Work required
A full, exact copy of the records below is the required answer.

Extracted information
● ● ● ● ●

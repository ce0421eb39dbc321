// Copyright (c) 2025 - MV Consulting
//! Construction engine seam
//!
//! The engine is the collaborator that actually materializes a resolved
//! configuration (provisioning, certificate issuance, password
//! generation). The façade only hands it a request addressed by fully
//! qualified type name and reads back the derived outputs.

use async_trait::async_trait;
use serde::Serialize;
use std::fmt;

use crate::config::ResolvedServerConfig;
use crate::errors::ConstructResult;

/// Materialization request for one construct
#[derive(Debug, Clone, PartialEq, Eq, Serialize)]
pub struct ConstructionRequest {
    /// Fully qualified name of the construct type
    pub fqn: &'static str,
    /// Owning stack
    pub stack_name: String,
    /// Construct id inside the stack
    pub construct_id: String,
    /// Validated configuration
    pub config: ResolvedServerConfig,
}

impl ConstructionRequest {
    /// `<stack>/<id>`
    pub fn construct_path(&self) -> String {
        format!("{}/{}", self.stack_name, self.construct_id)
    }
}

/// Values only the engine can determine
#[derive(Clone, PartialEq, Eq, Default)]
pub struct MaterializedOutputs {
    /// Domain assigned by the engine (the distribution domain)
    pub default_domain_name: String,
    /// Password produced by the credential step, when one was requested
    pub generated_password: Option<String>,
    /// Status API endpoint, when auto-stop is enabled
    pub status_api_url: Option<String>,
}

impl fmt::Debug for MaterializedOutputs {
    fn fmt(&self, f: &mut fmt::Formatter<'_>) -> fmt::Result {
        f.debug_struct("MaterializedOutputs")
            .field("default_domain_name", &self.default_domain_name)
            .field(
                "generated_password",
                &self.generated_password.as_ref().map(|_| "<redacted>"),
            )
            .field("status_api_url", &self.status_api_url)
            .finish()
    }
}

/// Engine that materializes constructs
#[async_trait]
pub trait ConstructionEngine: Send + Sync {
    /// Name for logs
    fn name(&self) -> &str;

    /// Materialize the requested construct and report its derived outputs
    async fn materialize(&self, request: &ConstructionRequest) -> ConstructResult<MaterializedOutputs>;
}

● ● ● ● ●

Exercise solution
repository ce0421eb39dbc321
// Copyright (c) 2025 - MV Consulting
//! Construction engine seam
//!
//! The engine is the collaborator that actually materializes a resolved
//! configuration (provisioning, certificate issuance, password
//! generation). The façade only hands it a request addressed by fully
//! qualified type name and reads back the derived outputs.

use async_trait::async_trait;
use serde::Serialize;
use std::fmt;

use crate::config::ResolvedServerConfig;
use crate::errors::ConstructResult;

/// Materialization request for one construct
#[derive(Debug, Clone, PartialEq, Eq, Serialize)]
pub struct ConstructionRequest {
    /// Fully qualified name of the construct type
    pub fqn: &'static str,
    /// Owning stack
    pub stack_name: String,
    /// Construct id inside the stack
    pub construct_id: String,
    /// Validated configuration
    pub config: ResolvedServerConfig,
}

impl ConstructionRequest {
    /// `<stack>/<id>`
    pub fn construct_path(&self) -> String {
        format!("{}/{}", self.stack_name, self.construct_id)
    }
}

/// Values only the engine can determine
#[derive(Clone, PartialEq, Eq, Default)]
pub struct MaterializedOutputs {
    /// Domain assigned by the engine (the distribution domain)
    pub default_domain_name: String,
    /// Password produced by the credential step, when one was requested
    pub generated_password: Option<String>,
    /// Status API endpoint, when auto-stop is enabled
    pub status_api_url: Option<String>,
}

impl fmt::Debug for MaterializedOutputs {
    fn fmt(&self, f: &mut fmt::Formatter<'_>) -> fmt::Result {
        f.debug_struct("MaterializedOutputs")
            .field("default_domain_name", &self.default_domain_name)
            .field(
                "generated_password",
                &self.generated_password.as_ref().map(|_| "<redacted>"),
            )
            .field("status_api_url", &self.status_api_url)
            .finish()
    }
}

/// Engine that materializes constructs
#[async_trait]
pub trait ConstructionEngine: Send + Sync {
    /// Name for logs
    fn name(&self) -> &str;

    /// Materialize the requested construct and report its derived outputs
    async fn materialize(&self, request: &ConstructionRequest) -> ConstructResult<MaterializedOutputs>;
}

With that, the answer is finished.